Boy the way Glenn Miller played
Songs that made the hit parade
Guy like like us we had it made
Those were the days!

Hero, submarine, grinder make up yer freakin mind!

Hey ding-bat, Edith get me a "san-wich" will ya ha?
 
47% (Yankee). Barely into the Yankee category.

Hard to believe....and, y'know, I never got the whole "tennis shoe" thing!
 
78% Dixie, and no I ain't no chick!!!

Jon, y'all'd be welcome with open arms back here!!! And btw, I only knew the term fedder roads all the time I grew up in Houston. Umm, could be because the first freeway was built when I was a yungun, knee-high to a grasshopper.
 
37% Yankee. My three years down in Fort Lauderdale thankfully didn't effect my Yankeeness as Fort Lauderdale is a suburb of New York City anyway.
 
That explains everything

66% Dixie.

Well, Munich is in the South of Bavaria in the south of Germany...
Here's what other Germans (and Europeans) say about Bavaria, my "State" here in Germany:

It isn't the biggest but thinks it is.
It was once an independent country and still acts like it was.
The accent is a drawl 'cause the folks here are plum too lazy to speak properly.

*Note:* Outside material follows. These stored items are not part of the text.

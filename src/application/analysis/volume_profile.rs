//! Volume-at-price distribution: Point of Control, Value Area, volume nodes.

use crate::domain::errors::AnalysisError;
use crate::domain::market::analysis::{PricePosition, VolumeLevel, VolumeProfile};
use crate::domain::market::types::Candle;
use serde::{Deserialize, Serialize};

pub const MIN_CANDLES: usize = 10;

#[derive(Debug, Clone, Serialize, Deserialize)]
#[serde(default)]
pub struct VolumeProfileConfig {
    pub bucket_count: usize,
    /// Target fraction of total volume inside the value area.
    pub value_area_fraction: f64,
    /// Bucket volume above this multiple of the average is a high-volume node.
    pub high_node_multiplier: f64,
    /// Bucket volume below this multiple of the average is a low-volume node.
    pub low_node_multiplier: f64,
    pub max_nodes: usize,
    /// Half-width, as a fraction of POC, of the AT_POC band.
    pub poc_proximity_pct: f64,
}

impl Default for VolumeProfileConfig {
    fn default() -> Self {
        Self {
            bucket_count: 25,
            value_area_fraction: 0.68,
            high_node_multiplier: 1.5,
            low_node_multiplier: 0.5,
            max_nodes: 5,
            poc_proximity_pct: 0.5,
        }
    }
}

pub struct VolumeProfileEngine {
    cfg: VolumeProfileConfig,
}

impl VolumeProfileEngine {
    pub fn new(cfg: VolumeProfileConfig) -> Self {
        Self { cfg }
    }

    pub fn analyze(&self, candles: &[Candle]) -> Result<VolumeProfile, AnalysisError> {
        if candles.len() < MIN_CANDLES {
            return Err(AnalysisError::insufficient_candles(
                MIN_CANDLES,
                candles.len(),
            ));
        }

        let min_low = candles
            .iter()
            .map(|c| c.low_f64())
            .fold(f64::INFINITY, f64::min);
        let max_high = candles
            .iter()
            .map(|c| c.high_f64())
            .fold(f64::NEG_INFINITY, f64::max);
        let range = max_high - min_low;
        if range <= 0.0 {
            return Err(AnalysisError::degenerate("flat price range"));
        }

        let n = self.cfg.bucket_count.max(1);
        let width = range / n as f64;
        let mut buckets = vec![0.0f64; n];

        // Spread each candle's volume evenly across every bucket its
        // [low, high] range touches.
        for candle in candles {
            let low = candle.low_f64();
            let high = candle.high_f64();
            let volume = candle.volume_f64();
            let lo_idx = (((low - min_low) / width).floor() as usize).min(n - 1);
            let hi_idx = (((high - min_low) / width).floor() as usize).min(n - 1);
            let touched = (hi_idx - lo_idx + 1) as f64;
            let share = volume / touched;
            for bucket in buckets.iter_mut().take(hi_idx + 1).skip(lo_idx) {
                *bucket += share;
            }
        }

        let total_volume: f64 = buckets.iter().sum();
        if total_volume <= 0.0 {
            return Err(AnalysisError::degenerate("zero total volume"));
        }

        let poc_idx = buckets
            .iter()
            .enumerate()
            .max_by(|a, b| a.1.partial_cmp(b.1).unwrap_or(std::cmp::Ordering::Equal))
            .map(|(i, _)| i)
            .unwrap_or(0);

        // Expand from the POC toward whichever neighbor currently holds
        // more volume until the target fraction is reached.
        let target = total_volume * self.cfg.value_area_fraction;
        let mut lo = poc_idx;
        let mut hi = poc_idx;
        let mut cumulative = buckets[poc_idx];
        while cumulative < target && (lo > 0 || hi < n - 1) {
            let below = if lo > 0 { Some(buckets[lo - 1]) } else { None };
            let above = if hi < n - 1 { Some(buckets[hi + 1]) } else { None };
            match (below, above) {
                (Some(b), Some(a)) if b >= a => {
                    lo -= 1;
                    cumulative += b;
                }
                (Some(_), Some(a)) => {
                    hi += 1;
                    cumulative += a;
                }
                (Some(b), None) => {
                    lo -= 1;
                    cumulative += b;
                }
                (None, Some(a)) => {
                    hi += 1;
                    cumulative += a;
                }
                (None, None) => break,
            }
        }

        let midpoint = |idx: usize| min_low + (idx as f64 + 0.5) * width;
        let poc = midpoint(poc_idx);
        let val = min_low + lo as f64 * width;
        let vah = min_low + (hi + 1) as f64 * width;

        let levels: Vec<VolumeLevel> = buckets
            .iter()
            .enumerate()
            .map(|(i, &volume)| VolumeLevel {
                price: midpoint(i),
                volume,
            })
            .collect();

        let avg_bucket = total_volume / n as f64;
        let mut high_nodes: Vec<VolumeLevel> = levels
            .iter()
            .filter(|l| l.volume > avg_bucket * self.cfg.high_node_multiplier)
            .cloned()
            .collect();
        high_nodes.sort_by(|a, b| b.volume.partial_cmp(&a.volume).unwrap_or(std::cmp::Ordering::Equal));
        high_nodes.truncate(self.cfg.max_nodes);

        let mut low_nodes: Vec<VolumeLevel> = levels
            .iter()
            .filter(|l| l.volume < avg_bucket * self.cfg.low_node_multiplier)
            .cloned()
            .collect();
        low_nodes.sort_by(|a, b| a.volume.partial_cmp(&b.volume).unwrap_or(std::cmp::Ordering::Equal));
        low_nodes.truncate(self.cfg.max_nodes);

        Ok(VolumeProfile {
            poc,
            vah,
            val,
            levels,
            high_volume_nodes: high_nodes,
            low_volume_nodes: low_nodes,
            total_volume,
        })
    }

    /// Classify where `price` sits relative to the profile.
    pub fn classify_position(&self, profile: &VolumeProfile, price: f64) -> PricePosition {
        if profile.poc > 0.0 {
            let distance_pct = ((price - profile.poc) / profile.poc).abs() * 100.0;
            if distance_pct <= self.cfg.poc_proximity_pct {
                return PricePosition::AtPoc;
            }
        }
        if price > profile.vah {
            PricePosition::Premium
        } else if price < profile.val {
            PricePosition::Discount
        } else {
            PricePosition::ValueArea
        }
    }
}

And this is what the Bavarians tell the rest of Germany (and the world):
Our everything is the biggest.
We have the best culture.
Our universities are the best.
Our sport's teams are the best.
We always know better.
Our neighbors to the South are shiftless and lazy but good waiters.
Our politicians have twice thrown the constitution out of the window in the name of political expediency (after the war).
We were the last to write the death penalty out of the consitution...

Well, ah'll be...sure does sound famil'r, don' it?
 
Re: Yankee/Dixie

I'm 66% Dixie, I thought I would be higher. When I moved
from the rural area to the big city and went to college, I lost some of my bad slang. It would be interesting to hear from our friends from the UK and Australia where proper English is the rule.
 
John,

I hate to burst your bubble, but neither the Australians nor the folks in the UK speak English any better than the US-Americans do.

Having travelled extensively, I would venture to say that more folks in the US speak and write English well than do the vast majority of the English.

One thing is true of these other English speaking countries: They tend to prefer their elected leaders to be literate and able to use the language effectively. I have heard debates in Australia which were so well formulated one might almost believe the politicians actually meant what they were saying.